- What to work on: Copy each line of the entries below that contains the string "SuppressionType".

- Task input:

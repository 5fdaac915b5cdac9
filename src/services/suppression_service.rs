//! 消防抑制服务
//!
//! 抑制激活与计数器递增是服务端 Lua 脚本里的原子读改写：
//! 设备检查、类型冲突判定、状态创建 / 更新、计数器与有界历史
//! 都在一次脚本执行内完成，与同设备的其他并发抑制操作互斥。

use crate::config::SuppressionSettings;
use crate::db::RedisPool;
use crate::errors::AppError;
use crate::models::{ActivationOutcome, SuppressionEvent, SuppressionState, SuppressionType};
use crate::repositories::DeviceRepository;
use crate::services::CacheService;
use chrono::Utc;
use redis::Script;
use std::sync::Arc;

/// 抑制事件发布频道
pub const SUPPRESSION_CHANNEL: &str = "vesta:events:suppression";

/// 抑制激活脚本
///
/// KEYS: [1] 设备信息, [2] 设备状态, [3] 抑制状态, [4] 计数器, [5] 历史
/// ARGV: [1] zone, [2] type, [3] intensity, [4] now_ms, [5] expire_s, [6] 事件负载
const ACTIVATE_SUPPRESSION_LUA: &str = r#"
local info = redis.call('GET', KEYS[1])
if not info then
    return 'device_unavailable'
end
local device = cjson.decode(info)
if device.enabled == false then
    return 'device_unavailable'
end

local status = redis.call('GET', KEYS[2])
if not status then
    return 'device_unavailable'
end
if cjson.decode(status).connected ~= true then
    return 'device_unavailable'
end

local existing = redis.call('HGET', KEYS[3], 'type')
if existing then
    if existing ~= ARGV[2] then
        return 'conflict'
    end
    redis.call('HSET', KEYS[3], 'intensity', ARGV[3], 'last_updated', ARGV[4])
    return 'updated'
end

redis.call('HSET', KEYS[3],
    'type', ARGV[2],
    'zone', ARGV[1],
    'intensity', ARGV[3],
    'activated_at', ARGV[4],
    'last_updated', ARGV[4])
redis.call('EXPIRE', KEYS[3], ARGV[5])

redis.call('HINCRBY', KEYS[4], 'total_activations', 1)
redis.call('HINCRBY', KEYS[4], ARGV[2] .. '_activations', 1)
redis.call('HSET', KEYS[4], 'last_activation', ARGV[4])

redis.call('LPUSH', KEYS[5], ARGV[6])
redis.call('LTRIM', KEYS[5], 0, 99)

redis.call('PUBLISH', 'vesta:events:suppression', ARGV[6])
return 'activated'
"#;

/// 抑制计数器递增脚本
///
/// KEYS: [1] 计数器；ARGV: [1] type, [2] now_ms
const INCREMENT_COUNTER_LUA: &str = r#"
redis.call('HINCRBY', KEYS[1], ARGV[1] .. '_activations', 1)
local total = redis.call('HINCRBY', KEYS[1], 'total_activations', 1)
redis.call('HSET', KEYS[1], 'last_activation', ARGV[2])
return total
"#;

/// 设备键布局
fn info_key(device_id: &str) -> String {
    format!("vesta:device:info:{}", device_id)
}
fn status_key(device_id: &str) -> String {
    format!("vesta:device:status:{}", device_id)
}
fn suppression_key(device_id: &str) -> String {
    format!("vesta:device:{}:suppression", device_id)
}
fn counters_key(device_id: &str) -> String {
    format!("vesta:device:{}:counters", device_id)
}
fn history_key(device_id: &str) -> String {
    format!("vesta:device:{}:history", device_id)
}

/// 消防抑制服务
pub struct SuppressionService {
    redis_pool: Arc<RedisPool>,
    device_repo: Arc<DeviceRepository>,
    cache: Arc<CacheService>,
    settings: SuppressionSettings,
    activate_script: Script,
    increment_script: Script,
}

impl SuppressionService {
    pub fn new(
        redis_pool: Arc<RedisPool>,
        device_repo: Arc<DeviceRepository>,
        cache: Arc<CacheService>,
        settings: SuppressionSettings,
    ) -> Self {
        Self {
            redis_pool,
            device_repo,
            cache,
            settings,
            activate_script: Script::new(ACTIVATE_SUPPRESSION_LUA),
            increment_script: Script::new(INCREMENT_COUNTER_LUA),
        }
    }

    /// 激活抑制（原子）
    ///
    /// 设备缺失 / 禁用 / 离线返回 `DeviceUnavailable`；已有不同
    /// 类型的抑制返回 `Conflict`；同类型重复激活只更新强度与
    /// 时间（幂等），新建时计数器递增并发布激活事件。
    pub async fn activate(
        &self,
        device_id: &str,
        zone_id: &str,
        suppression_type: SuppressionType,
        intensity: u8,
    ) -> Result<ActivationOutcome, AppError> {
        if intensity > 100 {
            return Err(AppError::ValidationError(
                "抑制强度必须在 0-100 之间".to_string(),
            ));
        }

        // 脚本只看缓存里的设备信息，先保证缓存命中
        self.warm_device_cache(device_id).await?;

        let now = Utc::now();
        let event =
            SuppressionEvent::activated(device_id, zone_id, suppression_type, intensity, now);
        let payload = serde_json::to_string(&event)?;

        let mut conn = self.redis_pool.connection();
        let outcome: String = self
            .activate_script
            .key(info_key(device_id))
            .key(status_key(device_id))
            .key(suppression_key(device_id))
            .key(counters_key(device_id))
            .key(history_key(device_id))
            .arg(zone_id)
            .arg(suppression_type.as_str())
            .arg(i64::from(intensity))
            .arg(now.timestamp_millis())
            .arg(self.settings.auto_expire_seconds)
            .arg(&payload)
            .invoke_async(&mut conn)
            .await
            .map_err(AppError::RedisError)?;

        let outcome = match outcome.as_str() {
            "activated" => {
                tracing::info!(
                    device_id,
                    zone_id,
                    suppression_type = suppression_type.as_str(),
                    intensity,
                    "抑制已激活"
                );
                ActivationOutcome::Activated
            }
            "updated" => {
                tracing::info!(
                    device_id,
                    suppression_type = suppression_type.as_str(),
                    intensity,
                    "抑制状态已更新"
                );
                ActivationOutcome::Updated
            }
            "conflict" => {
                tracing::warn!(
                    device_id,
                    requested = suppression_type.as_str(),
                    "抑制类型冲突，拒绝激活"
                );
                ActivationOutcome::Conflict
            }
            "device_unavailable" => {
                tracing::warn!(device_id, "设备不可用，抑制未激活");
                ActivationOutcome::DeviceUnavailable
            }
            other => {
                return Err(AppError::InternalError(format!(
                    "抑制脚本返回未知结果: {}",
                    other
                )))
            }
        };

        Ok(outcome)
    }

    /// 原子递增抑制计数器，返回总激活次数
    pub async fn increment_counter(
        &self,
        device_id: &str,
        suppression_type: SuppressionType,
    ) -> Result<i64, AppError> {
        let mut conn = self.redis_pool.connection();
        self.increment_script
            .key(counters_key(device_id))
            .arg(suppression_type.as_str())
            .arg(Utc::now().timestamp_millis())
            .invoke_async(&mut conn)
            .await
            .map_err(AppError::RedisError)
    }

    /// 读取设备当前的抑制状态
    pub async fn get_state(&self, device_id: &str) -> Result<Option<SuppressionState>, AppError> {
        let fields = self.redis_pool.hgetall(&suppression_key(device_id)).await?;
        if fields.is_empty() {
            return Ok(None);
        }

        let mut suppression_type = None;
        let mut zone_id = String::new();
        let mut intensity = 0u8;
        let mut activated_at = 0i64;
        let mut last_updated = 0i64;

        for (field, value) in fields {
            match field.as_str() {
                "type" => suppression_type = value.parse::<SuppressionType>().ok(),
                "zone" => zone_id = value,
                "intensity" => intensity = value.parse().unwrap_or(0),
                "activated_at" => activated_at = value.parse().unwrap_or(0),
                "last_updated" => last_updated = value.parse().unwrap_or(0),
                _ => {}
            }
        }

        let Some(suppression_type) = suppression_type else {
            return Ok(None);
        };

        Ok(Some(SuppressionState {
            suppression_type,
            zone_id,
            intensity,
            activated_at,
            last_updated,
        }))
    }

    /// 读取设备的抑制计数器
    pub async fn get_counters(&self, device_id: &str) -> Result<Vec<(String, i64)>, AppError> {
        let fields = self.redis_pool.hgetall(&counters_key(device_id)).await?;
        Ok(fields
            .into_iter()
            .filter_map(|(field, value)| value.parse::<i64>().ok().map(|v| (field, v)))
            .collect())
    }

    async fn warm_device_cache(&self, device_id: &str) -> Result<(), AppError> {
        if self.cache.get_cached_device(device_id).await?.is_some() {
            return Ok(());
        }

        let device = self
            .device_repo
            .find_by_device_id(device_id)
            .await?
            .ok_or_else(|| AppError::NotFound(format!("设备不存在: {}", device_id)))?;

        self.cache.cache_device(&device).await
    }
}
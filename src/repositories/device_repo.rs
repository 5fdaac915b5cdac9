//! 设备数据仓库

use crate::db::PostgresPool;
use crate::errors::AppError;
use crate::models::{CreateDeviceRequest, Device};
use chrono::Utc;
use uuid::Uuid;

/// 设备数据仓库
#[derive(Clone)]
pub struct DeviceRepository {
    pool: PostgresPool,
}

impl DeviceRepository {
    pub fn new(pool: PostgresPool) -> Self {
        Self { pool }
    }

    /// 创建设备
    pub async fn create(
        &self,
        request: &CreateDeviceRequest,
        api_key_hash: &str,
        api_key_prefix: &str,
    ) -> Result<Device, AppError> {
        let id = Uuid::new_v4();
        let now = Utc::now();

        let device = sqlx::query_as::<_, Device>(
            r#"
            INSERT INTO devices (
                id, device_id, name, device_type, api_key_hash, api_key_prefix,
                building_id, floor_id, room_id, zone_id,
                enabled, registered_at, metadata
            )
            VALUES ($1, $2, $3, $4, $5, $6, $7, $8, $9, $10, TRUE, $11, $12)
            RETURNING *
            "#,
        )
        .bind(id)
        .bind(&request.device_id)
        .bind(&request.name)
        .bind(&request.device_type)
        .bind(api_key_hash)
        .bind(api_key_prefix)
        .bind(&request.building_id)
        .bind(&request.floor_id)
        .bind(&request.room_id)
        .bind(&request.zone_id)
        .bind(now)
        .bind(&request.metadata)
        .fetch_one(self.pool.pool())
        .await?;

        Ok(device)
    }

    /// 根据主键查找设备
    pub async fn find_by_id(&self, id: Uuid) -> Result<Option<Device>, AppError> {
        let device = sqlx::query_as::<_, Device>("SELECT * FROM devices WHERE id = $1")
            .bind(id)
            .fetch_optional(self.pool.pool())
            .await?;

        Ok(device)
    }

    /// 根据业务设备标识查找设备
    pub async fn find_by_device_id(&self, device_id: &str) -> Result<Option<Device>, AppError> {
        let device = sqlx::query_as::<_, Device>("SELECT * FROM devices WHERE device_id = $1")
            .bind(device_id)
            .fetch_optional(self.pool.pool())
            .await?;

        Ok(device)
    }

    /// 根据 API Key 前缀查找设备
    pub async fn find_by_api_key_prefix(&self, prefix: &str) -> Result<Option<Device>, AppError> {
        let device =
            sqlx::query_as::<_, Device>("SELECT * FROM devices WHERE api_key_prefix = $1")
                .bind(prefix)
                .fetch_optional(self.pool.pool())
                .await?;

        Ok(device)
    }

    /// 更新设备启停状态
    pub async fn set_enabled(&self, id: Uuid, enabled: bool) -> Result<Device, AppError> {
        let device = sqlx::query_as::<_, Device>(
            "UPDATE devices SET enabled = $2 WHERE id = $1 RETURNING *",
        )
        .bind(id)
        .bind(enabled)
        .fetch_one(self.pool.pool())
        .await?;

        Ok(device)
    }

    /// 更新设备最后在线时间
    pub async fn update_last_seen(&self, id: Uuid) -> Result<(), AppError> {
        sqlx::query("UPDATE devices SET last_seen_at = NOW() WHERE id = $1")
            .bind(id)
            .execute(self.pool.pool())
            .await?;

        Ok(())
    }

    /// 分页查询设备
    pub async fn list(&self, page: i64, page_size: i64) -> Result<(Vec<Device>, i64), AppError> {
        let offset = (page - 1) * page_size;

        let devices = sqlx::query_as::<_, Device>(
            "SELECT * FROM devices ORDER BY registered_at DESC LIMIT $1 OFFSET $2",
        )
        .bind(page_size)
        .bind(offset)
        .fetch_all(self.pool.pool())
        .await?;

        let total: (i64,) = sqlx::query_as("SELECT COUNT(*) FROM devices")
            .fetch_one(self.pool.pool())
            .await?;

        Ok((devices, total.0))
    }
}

- Written solution:
use crate::models::{ActivationOutcome, SuppressionEvent, SuppressionState, SuppressionType};
        suppression_type: SuppressionType,
        suppression_type: SuppressionType,
                "type" => suppression_type = value.parse::<SuppressionType>().ok(),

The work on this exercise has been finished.